At Pentecost all speak different languages, but all understand one another.

In our human hearts the Spirit moves the centre of concern: no longer a selfish looking out for self, but to live in God, to love one another, and proclaim the works of God for the good of the whole human family.

The Holy Spirit is the beginning of a new life; He is the Spirit of unity, of faith, of love, of the plurality of charisma and cultures.

Unity and diversity are two gifts of the same Spirit: diverse peoples understand a language that is common to them all. St. Paul (II Reading) attributes clearly to the Spirit the ability to make the Church one and many in the plurality of charisma, ministries and activities (v. 4-6).

The Spirit wants a Church that is rich in a variety of gifts, but united; a Church that does not cancel differences, but is able to make the best use of all of them.

The breath of Jesus over the Apostles in the evening of Easter (v. 22) calls to mind the new creation which is the work of the Spirit. The gesture of breathing over the Apostles symbolises the appearance of a new life for a new humankind.

Every person from every people in the world is called to enter this new people / new family of God, grace to the personal work of the Holy Spirit.

The Spirit is always at work in the heart of every person, even before the first missionaries arrive to a certain, new place. So the new people/family of God is open even for those who are not baptised yet.

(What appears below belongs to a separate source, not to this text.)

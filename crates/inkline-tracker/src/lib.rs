pub mod lifecycle;
pub mod record;

pub use lifecycle::{LifecycleStatus, SuggestionLifecycle};
pub use record::{NullTelemetry, SuggestionRecord, TelemetrySink};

In fact, in a real action, by ways not visible to us, the Spirit disposes peoples’ hearts, even those of non-Christians, for the necessary saving encounter with Christ, as the Council teaches us: “We believe that the Holy Spirit in a manner known only to God offers to every man and woman the possibility of being associated with the paschal mystery (of Jesus)”. (Gaudium et Spes 22; a text quoted three times by John Paul II in his Encyclical Redemptoris Missio, n. 6.10.28).